Cinema 4D

Learning By Doing: Character Animation

Welcome! Today’s topic is… character animation!

Altough I’ve spent more than 10 years of my life as a professional 3D artist, I’ve never really done animations and if someone asked me a few weeks ago about my animation skills, my answer probably would have been:”I can set keyframes and move a cube from a to b. Give me a few hours more and I can also add a slight rotation.”

As an indie game developer, I’m trying to do most of the required work by myself to keep the production cost low. My game fortunately only requires quite simple first person animations. But there are a few animations that I’d describe as pretty tough based on my animation abilities. Tackling those is really challenging for me.

Nevertheless, I decided to try it on my own and the first results were relatively awkward. A few days passed by and the results didn’t really improve (so did my mood).
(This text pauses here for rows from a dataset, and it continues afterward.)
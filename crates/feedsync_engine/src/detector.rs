//! Mapping change detection.
//!
//! Each detection fetches the current location to country assignment,
//! appends it to the snapshot history and compares it with the settled
//! snapshot: the one the published feeds reflect. A snapshot becomes
//! settled when the run resolved against it completes, or when an operator
//! refreshes the mapping. Snapshots captured by runs that never finish are
//! kept but never compared against, so a change stays visible until some
//! run has actually applied it.

use crate::cancel::CancelToken;
use crate::collaborators::MappingSource;
use crate::document;
use crate::error::{SyncError, SyncResult};
use crate::retry::RetryPolicy;
use feedsync_storage::StateBackend;
use feedsync_types::{Classification, CountrySet, MappingDiff, MappingEntries, MappingSnapshot};
use serde::{Deserialize, Serialize};
use std::sync::Arc;
use tracing::{debug, info};

const PREFIX: &str = "mappings/";
const SETTLED_KEY: &str = "mapping_settled.json";

#[derive(Serialize, Deserialize)]
struct Settled {
    sequence: u64,
}

/// Append-only history of mapping snapshots, plus the pointer to the
/// settled one.
#[derive(Clone)]
pub struct SnapshotHistory {
    backend: Arc<dyn StateBackend>,
}

impl SnapshotHistory {
    /// Creates a history stored in `backend`.
    pub fn new(backend: Arc<dyn StateBackend>) -> Self {
        Self { backend }
    }

    fn key(sequence: u64) -> String {
        format!("{PREFIX}{sequence:010}.json")
    }

    fn sequence_of(key: &str) -> Option<u64> {
        key.strip_prefix(PREFIX)?.strip_suffix(".json")?.parse().ok()
    }

    fn keys(&self) -> SyncResult<Vec<String>> {
        Ok(self
            .backend
            .list(PREFIX)?
            .into_iter()
            .filter(|k| k.ends_with(".json"))
            .collect())
    }

    /// Loads the snapshot with the given sequence number.
    pub fn get(&self, sequence: u64) -> SyncResult<Option<MappingSnapshot>> {
        document::load(self.backend.as_ref(), &Self::key(sequence))
    }

    /// Loads the newest snapshot.
    pub fn latest(&self) -> SyncResult<Option<MappingSnapshot>> {
        match self.keys()?.last() {
            Some(key) => document::load(self.backend.as_ref(), key),
            None => Ok(None),
        }
    }

    /// Number of stored snapshots.
    pub fn len(&self) -> SyncResult<usize> {
        Ok(self.keys()?.len())
    }

    /// Returns true when nothing has been captured yet.
    pub fn is_empty(&self) -> SyncResult<bool> {
        Ok(self.keys()?.is_empty())
    }

    /// Captures `entries` as the next snapshot and stores it.
    pub fn append(&self, entries: MappingEntries) -> SyncResult<MappingSnapshot> {
        let next = match self.latest()? {
            Some(latest) => latest.sequence() + 1,
            None => 1,
        };
        let snapshot = MappingSnapshot::capture(next, entries);
        document::store(self.backend.as_ref(), &Self::key(next), &snapshot)?;
        Ok(snapshot)
    }

    /// Sequence number of the settled snapshot.
    pub fn settled_sequence(&self) -> SyncResult<Option<u64>> {
        let settled: Option<Settled> = document::load(self.backend.as_ref(), SETTLED_KEY)?;
        Ok(settled.map(|s| s.sequence))
    }

    /// Loads the settled snapshot.
    pub fn settled(&self) -> SyncResult<Option<MappingSnapshot>> {
        let Some(sequence) = self.settled_sequence()? else {
            return Ok(None);
        };
        match self.get(sequence)? {
            Some(snapshot) => Ok(Some(snapshot)),
            None => Err(SyncError::corruption(
                SETTLED_KEY,
                format!("settled mapping snapshot {sequence} is missing"),
            )),
        }
    }

    /// Marks snapshot `sequence` as the one the published feeds reflect.
    pub fn settle(&self, sequence: u64) -> SyncResult<()> {
        document::store(self.backend.as_ref(), SETTLED_KEY, &Settled { sequence })
    }

    /// Forgets the settled snapshot, so the next detection has nothing to
    /// compare against. Returns false when nothing was settled.
    pub fn unsettle(&self) -> SyncResult<bool> {
        Ok(self.backend.remove(SETTLED_KEY)?)
    }

    /// Deletes snapshots older than the settled one, keeping at least the
    /// newest `keep`. Returns how many were removed.
    pub fn prune(&self, keep: usize) -> SyncResult<usize> {
        let Some(settled) = self.settled_sequence()? else {
            return Ok(0);
        };
        let keys = self.keys()?;
        let excess = keys.len().saturating_sub(keep);
        let mut removed = 0;
        for key in &keys[..excess] {
            if Self::sequence_of(key).is_some_and(|s| s < settled) && self.backend.remove(key)? {
                removed += 1;
            }
        }
        Ok(removed)
    }

    /// Deletes every snapshot and the settled pointer. Returns how many
    /// snapshots were removed.
    pub fn clear(&self) -> SyncResult<usize> {
        let mut removed = 0;
        for key in self.keys()? {
            if self.backend.remove(&key)? {
                removed += 1;
            }
        }
        self.unsettle()?;
        Ok(removed)
    }
}

/// Outcome of one detection.
#[derive(Debug, Clone)]
pub struct Detection {
    /// Settled snapshot this detection was compared with, if any.
    pub previous: Option<MappingSnapshot>,
    /// Snapshot captured by this detection.
    pub current: MappingSnapshot,
    /// Differences between the two.
    pub diff: MappingDiff,
}

impl Detection {
    /// Severity of the change.
    pub fn classification(&self) -> Classification {
        self.diff.classification
    }

    /// True when no settled snapshot existed to compare against.
    pub fn is_first_capture(&self) -> bool {
        self.previous.is_none()
    }
}

/// Detects changes to the location to country mapping.
pub struct MappingChangeDetector {
    source: Arc<dyn MappingSource>,
    history: SnapshotHistory,
    retry: RetryPolicy,
    cancel: CancelToken,
    targets: Option<CountrySet>,
}

impl MappingChangeDetector {
    /// Creates a detector.
    pub fn new(
        source: Arc<dyn MappingSource>,
        history: SnapshotHistory,
        retry: RetryPolicy,
        cancel: CancelToken,
    ) -> Self {
        Self {
            source,
            history,
            retry,
            cancel,
            targets: None,
        }
    }

    /// Keeps only `targets` in every captured snapshot. `None` keeps all.
    pub fn with_target_countries(mut self, targets: Option<CountrySet>) -> Self {
        self.targets = targets;
        self
    }

    fn restrict(&self, entries: MappingEntries) -> MappingEntries {
        let Some(targets) = &self.targets else {
            return entries;
        };
        entries
            .into_iter()
            .map(|(location, countries)| {
                let kept = countries.intersection(targets).cloned().collect();
                (location, kept)
            })
            .collect()
    }

    /// The snapshot history this detector appends to.
    pub fn history(&self) -> &SnapshotHistory {
        &self.history
    }

    /// Compares two snapshots. With no previous snapshot every location
    /// counts as added.
    pub fn compare(previous: Option<&MappingSnapshot>, current: &MappingSnapshot) -> MappingDiff {
        match previous {
            Some(previous) => MappingDiff::between(previous, current),
            None => MappingDiff::initial(current),
        }
    }

    /// Fetches the current mapping, appends it to the history and
    /// classifies it against the settled snapshot.
    pub fn detect(&self) -> SyncResult<Detection> {
        let entries = self
            .retry
            .execute("fetch mapping", &self.cancel, |_| self.source.fetch_mapping())?;
        let previous = self.history.settled()?;
        let current = self.history.append(self.restrict(entries))?;
        let diff = Self::compare(previous.as_ref(), &current);

        match &previous {
            Some(prev) => info!(
                "mapping snapshot {} vs {}: {} ({} added, {} removed, {} changed)",
                current.sequence(),
                prev.sequence(),
                diff.classification,
                diff.added.len(),
                diff.removed.len(),
                diff.changed.len()
            ),
            None => info!(
                "mapping snapshot {} captured with nothing settled: {} locations",
                current.sequence(),
                current.entries().len()
            ),
        }
        debug!("mapping fingerprint {}", current.fingerprint());

        Ok(Detection {
            previous,
            current,
            diff,
        })
    }

    /// Discards the history and settles a freshly captured snapshot.
    pub fn refresh(&self) -> SyncResult<Detection> {
        let removed = self.history.clear()?;
        info!("mapping history cleared ({removed} snapshots)");
        let detection = self.detect()?;
        self.history.settle(detection.current.sequence())?;
        Ok(detection)
    }

    /// Loads the snapshot a run was resolved against.
    pub fn snapshot(&self, sequence: u64) -> SyncResult<MappingSnapshot> {
        self.history.get(sequence)?.ok_or_else(|| {
            SyncError::corruption(
                SnapshotHistory::key(sequence),
                "mapping snapshot referenced by the run is missing",
            )
        })
    }
}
To get out of this valley of pain, I decided to get some professional help and found a pretty nice youtube channel with tips and tricks for animators, called New Frame Plus. The channel helped me to get some inspiration and to find even more useful resources for animators.

I finally landed on the gumroad page of Jason Shum. He offers so incredibly useful content on his page and explains the key principles of character animation. His videos really helped me to improve my animation skills in just a few days and I’m so happy that I found his tutorials!

At this point I wouldn’t call myself an animator or even something close to that, but Jason’s videos teached me how to visualize and block out my ideas so much better than before. I absolutely recommend watching his videos if you’re interested in animation. They’re absolutely worth the money and you won’t be disappointed, I promise!

And finally, here’s a short preview of one of my animation blockings:


Stay tuned for more and have a nice day!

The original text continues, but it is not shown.